In silico analysis of pI and kD values for lipid rafts proteins. According to their primary database sequences pI values were calculated using the ProtParam tool on the ExPASy server (A) and molecular mass values (in kDa) were calculated using the ProteoIQ tool (B).

The identified proteins listed in Table S1 were also classified on the basis of their subcellular localization, molecular function and biological process as predicted from their gene ontology (GO) term descriptions provided in FlyBase and UniProtKB database. Apart from this, for each identified protein GO terms were compared with results from other studies. Functional classification of the all uniquely identified proteins is shown in Fig. 6. Of the 342 proteins identified with protein names, 293 had descriptions for their molecular function and these were summarized into 13 GO categories. These proteins are involved in: binding, (59 proteins); translation elongation (47 proteins); peptidase activity (44 proteins); cellular metabolic processes (49 proteins); cell transport (38 proteins); proteins with Unknown GO terms (49 proteins); hydrolase activity (14 proteins); transferase activity (9 proteins); cell signaling (9 proteins); phosphatase activity (8 proteins); isomerase activity (6 proteins); Receptors or surface glycoproteins functions (6 proteins), and oxidoreductase activity (4 proteins); see Fig. 6B for assignments for individual proteins.

Figure 6.

Classification of identified Aedes lipid rafts proteins based on GO for cellular component (A), molecular function (B), and biological process (C). Numbers in percentages (%) correspond to the numbers of GO terms assigned for particular GO category.

When we analyzed the identified 342 proteins for subcellular locations, 96 proteins did not have descriptions for GO terms. A large proportion of the identified proteins are known or were predicted to be associated with plasma membranes, with 26% described as membrane-bound, 3% integral to membrane, and 2% are associated extracellular. For the remainder of the proteins, 14% are localized in cytoplasm, 13% in lipid particles, and 9% are associated with mitochondria. Proteins involved in the cytoskeleton accounted for 6%; 28% of the identified proteins did not have GO terms defined (Fig. 6A).

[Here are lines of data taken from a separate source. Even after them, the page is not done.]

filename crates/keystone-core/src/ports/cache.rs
use std::time::Duration;

/// Cache trait - abstraction over expiring key/value stores.
///
/// Reads and writes are synchronous; an entry whose TTL has run out is
/// indistinguishable from a missing one.
pub trait Cache<V>: Send + Sync {
    /// Get a live value from the cache. Expired entries are evicted on read.
    fn get(&self, key: &str) -> Option<V>;

    /// Store a value, replacing any existing entry for `key`.
    fn put(&self, key: &str, value: V, ttl: Duration);

    /// Delete a key from the cache.
    fn remove(&self, key: &str) -> Option<V>;

    /// Evict every expired entry. Returns the number of entries removed.
    fn purge_expired(&self) -> usize;

    /// Number of stored entries, including expired ones not yet evicted.
    fn len(&self) -> usize;

    fn is_empty(&self) -> bool {
        self.len() == 0
    }
}
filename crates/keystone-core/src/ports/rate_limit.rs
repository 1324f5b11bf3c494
//! Rate limiting port.

use std::num::NonZeroU32;
use std::time::Duration;

use crate::error::PolicyError;

/// Rate limiter trait - abstraction over rate limiting backends.
///
/// Checks are synchronous so that a check-and-increment never straddles an
/// await point.
pub trait RateLimiter: Send + Sync {
    /// Check if a request from `client_id` is allowed and update its counter.
    fn allow(&self, client_id: &str, policy: &RateLimitPolicy) -> RateLimitDecision;

    /// Drop bookkeeping for clients whose window has already elapsed.
    /// Returns the number of entries removed.
    fn purge_expired(&self) -> usize;

    /// Number of tracked client identities.
    fn len(&self) -> usize;

    fn is_empty(&self) -> bool {
        self.len() == 0
    }
}

/// Maximum requests per fixed window.
#[derive(Debug, Clone, Copy, PartialEq, Eq)]
pub struct RateLimitPolicy {
    limit: NonZeroU32,
    window: Duration,
}

impl RateLimitPolicy {
    pub fn new(limit: u32, window: Duration) -> Result<Self, PolicyError> {
        let limit = NonZeroU32::new(limit).ok_or(PolicyError::ZeroLimit)?;
        if window.is_zero() {
            return Err(PolicyError::ZeroWindow);
        }
        Ok(Self { limit, window })
    }

    pub fn limit(&self) -> u32 {
        self.limit.get()
    }

    pub fn window(&self) -> Duration {
        self.window
    }
}

/// Result of a rate limit check.
#[derive(Debug, Clone, PartialEq, Eq)]
pub struct RateLimitDecision {
    pub allowed: bool,
    /// Requests left in the current window after this one.
    pub remaining: u32,
    /// Time until the current window closes.
    pub reset_after: Duration,
}
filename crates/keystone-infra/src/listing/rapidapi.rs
//! Zillow listing data via RapidAPI.

use std::time::Duration;

use async_trait::async_trait;
use reqwest::{Client, StatusCode};
use serde_json::Value;

use keystone_core::UpstreamError;
use keystone_core::ports::ListingProvider;

/// RapidAPI connection configuration.
#[derive(Debug, Clone)]
pub struct RapidApiConfig {
    pub api_key: String,
    /// Value of the `X-RapidAPI-Host` header.
    pub host: String,
    pub base_url: String,
    /// Per-request timeout. The gate itself never times out.
    pub timeout: Duration,
}

impl Default for RapidApiConfig {
    fn default() -> Self {
        Self {
            api_key: String::new(),
            host: "zillow-com1.p.rapidapi.com".to_string(),
            base_url: "https://zillow-com1.p.rapidapi.com".to_string(),
            timeout: Duration::from_secs(10),
        }
    }
}

impl RapidApiConfig {
    pub fn from_env() -> Self {
        let defaults = Self::default();
        Self {
            api_key: std::env::var("RAPIDAPI_KEY").unwrap_or_default(),
            host: std::env::var("RAPIDAPI_HOST").unwrap_or(defaults.host),
            base_url: std::env::var("RAPIDAPI_BASE_URL").unwrap_or(defaults.base_url),
            timeout: std::env::var("UPSTREAM_TIMEOUT_SECS")
                .ok()
                .and_then(|s| s.parse().ok())
                .map(Duration::from_secs)
                .unwrap_or(defaults.timeout),
        }
    }

    pub fn is_configured(&self) -> bool {
        !self.api_key.is_empty()
    }
}

/// [`ListingProvider`] backed by the Zillow RapidAPI endpoints.
pub struct RapidApiListingProvider {
    client: Client,
    config: RapidApiConfig,
}

impl RapidApiListingProvider {
    pub fn new(config: RapidApiConfig) -> Result<Self, UpstreamError> {
        let client = Client::builder()
            .timeout(config.timeout)
            .build()
            .map_err(|e| UpstreamError::Transport(e.to_string()))?;

        Ok(Self { client, config })
    }

    async fn get_json(&self, path: &str, query: &[(&str, &str)]) -> Result<Value, UpstreamError> {
        let url = format!("{}{}", self.config.base_url.trim_end_matches('/'), path);

        let response = self
            .client
            .get(&url)
            .header("X-RapidAPI-Key", &self.config.api_key)
            .header("X-RapidAPI-Host", &self.config.host)
            .query(query)
            .send()
            .await
            .map_err(|e| UpstreamError::Transport(e.to_string()))?;

        let status = response.status();
        if status == StatusCode::TOO_MANY_REQUESTS {
            tracing::warn!(path = %path, "RapidAPI quota exhausted");
            return Err(UpstreamError::RateLimited);
        }
        if !status.is_success() {
            let body = response.text().await.unwrap_or_default();
            return Err(UpstreamError::Status {
                status: status.as_u16(),
                body,
            });
        }

        response
            .json::<Value>()
            .await
            .map_err(|e| UpstreamError::Decode(e.to_string()))
    }
}

#[async_trait]
impl ListingProvider for RapidApiListingProvider {
    async fn property_details(&self, zpid: &str) -> Result<Value, UpstreamError> {
        self.get_json("/property", &[("zpid", zpid)]).await
    }

    async fn search_location(&self, location: &str) -> Result<Value, UpstreamError> {
        self.get_json(
            "/propertyExtendedSearch",
            &[("location", location), ("home_type", "Houses")],
        )
        .await
    }

    async fn zestimate(&self, zpid: &str) -> Result<Value, UpstreamError> {
        self.get_json("/zestimate", &[("zpid", zpid)]).await
    }
}
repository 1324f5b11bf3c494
//! Ports - trait definitions for external dependencies.
//! These are the "interfaces" that infrastructure must implement.

mod cache;
mod listing;
mod rate_limit;

pub use cache::Cache;
pub use listing::ListingProvider;
pub use rate_limit::{RateLimitDecision, RateLimitPolicy, RateLimiter};
//! Application configuration loaded from environment variables.

use std::env;
use std::time::Duration;

use keystone_core::ports::RateLimitPolicy;
use keystone_core::{FetchPolicy, PolicyError};

#[cfg(feature = "rapidapi")]
use keystone_infra::RapidApiConfig;

/// Application configuration.
#[derive(Debug, Clone)]
pub struct AppConfig {
    pub host: String,
    pub port: u16,
    pub gate: GateConfig,
    #[cfg(feature = "rapidapi")]
    pub rapidapi: RapidApiConfig,
}

impl AppConfig {
    /// Load configuration from environment variables.
    pub fn from_env() -> Self {
        Self {
            host: env::var("HOST").unwrap_or_else(|_| "127.0.0.1".to_string()),
            port: env_parse("PORT").unwrap_or(8080),
            gate: GateConfig::from_env(),
            #[cfg(feature = "rapidapi")]
            rapidapi: RapidApiConfig::from_env(),
        }
    }
}

/// Limits applied by the listing gate.
///
/// One rate-limit window is shared by every proxied route; each route has
/// its own cache lifetime.
#[derive(Debug, Clone, PartialEq, Eq)]
pub struct GateConfig {
    /// Maximum requests per client per window.
    pub max_requests: u32,
    pub window: Duration,
    /// Lifetime of cached property details and valuations.
    pub property_ttl: Duration,
    /// Lifetime of cached location searches.
    pub search_ttl: Duration,
}

impl Default for GateConfig {
    fn default() -> Self {
        Self {
            max_requests: 10,
            window: Duration::from_secs(60),
            property_ttl: Duration::from_secs(300),
            search_ttl: Duration::from_secs(600),
        }
    }
}

impl GateConfig {
    pub fn from_env() -> Self {
        let defaults = Self::default();
        Self {
            max_requests: env_parse("RATE_LIMIT_MAX_REQUESTS").unwrap_or(defaults.max_requests),
            window: env_parse("RATE_LIMIT_WINDOW_SECS")
                .map(Duration::from_secs)
                .unwrap_or(defaults.window),
            property_ttl: env_parse("CACHE_TTL_SECS")
                .map(Duration::from_secs)
                .unwrap_or(defaults.property_ttl),
            search_ttl: env_parse("SEARCH_CACHE_TTL_SECS")
                .map(Duration::from_secs)
                .unwrap_or(defaults.search_ttl),
        }
    }

    /// Validate the configuration and build the per-route fetch policies.
    pub fn policies(&self) -> Result<RoutePolicies, PolicyError> {
        let rate_limit = RateLimitPolicy::new(self.max_requests, self.window)?;
        Ok(RoutePolicies {
            property: FetchPolicy::new(rate_limit, self.property_ttl)?,
            search: FetchPolicy::new(rate_limit, self.search_ttl)?,
        })
    }
}

/// Fetch policies per proxied route.
#[derive(Debug, Clone, Copy)]
pub struct RoutePolicies {
    /// Property details and valuations.
    pub property: FetchPolicy,
    pub search: FetchPolicy,
}

fn env_parse<T: std::str::FromStr>(key: &str) -> Option<T> {
    env::var(key).ok().and_then(|s| s.parse().ok())
}
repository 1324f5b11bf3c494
//! # Keystone Shared
//!
//! Wire types shared between the API server and the website frontend.

pub mod dto;
pub mod response;

pub use response::ErrorResponse;
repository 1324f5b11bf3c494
//! Request context middleware - request IDs and client identity.

use actix_web::{
    Error, HttpMessage, HttpRequest,
    dev::{Service, ServiceRequest, ServiceResponse, Transform, forward_ready},
    http::header::{HeaderMap, HeaderName, HeaderValue},
};
use std::future::{Future, Ready, ready};
use std::net::SocketAddr;
use std::pin::Pin;
use tracing::Instrument;
use uuid::Uuid;

/// Header name for request ID.
pub static REQUEST_ID_HEADER: &str = "X-Request-ID";

/// Identity used when no client address can be resolved. All such callers
/// share one rate-limit bucket.
pub const UNKNOWN_CLIENT: &str = "unknown";

/// Per-request identifiers available to handlers.
#[derive(Debug, Clone)]
pub struct RequestContext {
    pub request_id: String,
    /// Rate-limit bucket for this caller.
    pub client_id: String,
}

impl RequestContext {
    fn resolve(headers: &HeaderMap, peer_addr: Option<SocketAddr>) -> Self {
        let request_id = headers
            .get(REQUEST_ID_HEADER)
            .and_then(|v| v.to_str().ok())
            .filter(|v| !v.is_empty())
            .map(String::from)
            .unwrap_or_else(|| Uuid::new_v4().to_string());

        Self {
            request_id,
            client_id: client_identity(headers, peer_addr),
        }
    }

    pub fn client_id(&self) -> &str {
        &self.client_id
    }
}

/// Resolve the caller's address: first `X-Forwarded-For` hop, then
/// `X-Real-IP`, then the socket peer.
pub fn client_identity(headers: &HeaderMap, peer_addr: Option<SocketAddr>) -> String {
    let header = |name: &str| {
        headers
            .get(name)
            .and_then(|v| v.to_str().ok())
            .map(str::trim)
            .filter(|v| !v.is_empty())
    };

    if let Some(xff) = header("x-forwarded-for")
        && let Some(first) = xff.split(',').next()
        && !first.trim().is_empty()
    {
        return first.trim().to_string();
    }

    if let Some(real_ip) = header("x-real-ip") {
        return real_ip.to_string();
    }

    peer_addr
        .map(|addr| addr.ip().to_string())
        .unwrap_or_else(|| UNKNOWN_CLIENT.to_string())
}

/// Middleware that attaches a [`RequestContext`] to every request.
/// The request ID is echoed in response headers and recorded on the span.
pub struct RequestIdMiddleware;

impl<S, B> Transform<S, ServiceRequest> for RequestIdMiddleware
where
    S: Service<ServiceRequest, Response = ServiceResponse<B>, Error = Error>,
    S::Future: 'static,
    B: 'static,
{
    type Response = ServiceResponse<B>;
    type Error = Error;
    type Transform = RequestIdService<S>;
    type InitError = ();
    type Future = Ready<Result<Self::Transform, Self::InitError>>;

    fn new_transform(&self, service: S) -> Self::Future {
        ready(Ok(RequestIdService { service }))
    }
}

pub struct RequestIdService<S> {
    service: S,
}

impl<S, B> Service<ServiceRequest> for RequestIdService<S>
where
    S: Service<ServiceRequest, Response = ServiceResponse<B>, Error = Error>,
    S::Future: 'static,
    B: 'static,
{
    type Response = ServiceResponse<B>;
    type Error = Error;
    type Future = Pin<Box<dyn Future<Output = Result<Self::Response, Self::Error>>>>;

    forward_ready!(service);

    fn call(&self, req: ServiceRequest) -> Self::Future {
        let context = RequestContext::resolve(req.headers(), req.peer_addr());

        let span = tracing::info_span!(
            "request",
            request_id = %context.request_id,
            client_id = %context.client_id,
        );

        let request_id = context.request_id.clone();
        req.extensions_mut().insert(context);

        let fut = span.in_scope(|| self.service.call(req));

        Box::pin(
            async move {
                let mut res = fut.await?;

                res.headers_mut().insert(
                    HeaderName::from_static("x-request-id"),
                    HeaderValue::from_str(&request_id)
                        .unwrap_or_else(|_| HeaderValue::from_static("unknown")),
                );

                Ok(res)
            }
            .instrument(span),
        )
    }
}

/// Extractor for handlers. Falls back to resolving from the request when the
/// middleware is not installed.
impl actix_web::FromRequest for RequestContext {
    type Error = Error;
    type Future = Ready<Result<Self, Self::Error>>;

    fn from_request(req: &HttpRequest, _: &mut actix_web::dev::Payload) -> Self::Future {
        let context = req
            .extensions()
            .get::<RequestContext>()
            .cloned()
            .unwrap_or_else(|| RequestContext::resolve(req.headers(), req.peer_addr()));

        ready(Ok(context))
    }
}
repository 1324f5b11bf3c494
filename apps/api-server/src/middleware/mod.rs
//! Middleware modules.

pub mod error;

The results of GO analysis for the 342 annotated proteins identified into known biological processes are shown in Fig. 6C. The most numerously identified proteins belong to the following categories: Metabolism and biogenesis (38%), biological regulation (25%), ion transport (8%), immune system process (9%), cytoskeletal component organization (5%) and cell biological process unknown (16%).

DISCUSSION

The brush border membrane of Aedes larvae has a lateral organization that includes a DRM fraction containing lipid rafts. The DRM fraction was prepared from Aedes larval BBMV using cold Triton X-100 extraction and Optiprep™ gradient fractionation. The DRM fraction was enriched in cholesterol, and alkaline phosphatase and aminopeptidase activities (Fig. 1). Western blot analysis identified AeFlot-1 and APN1 in the DRM fraction (Fig. 2B and 2C). These results and the proteomic analyses of the DRMs identified GPI-anchored proteins and other lipid-raft associated proteins, a result in agreement with studies conducted on vertebrate systems^{24, 26, 38, 39}.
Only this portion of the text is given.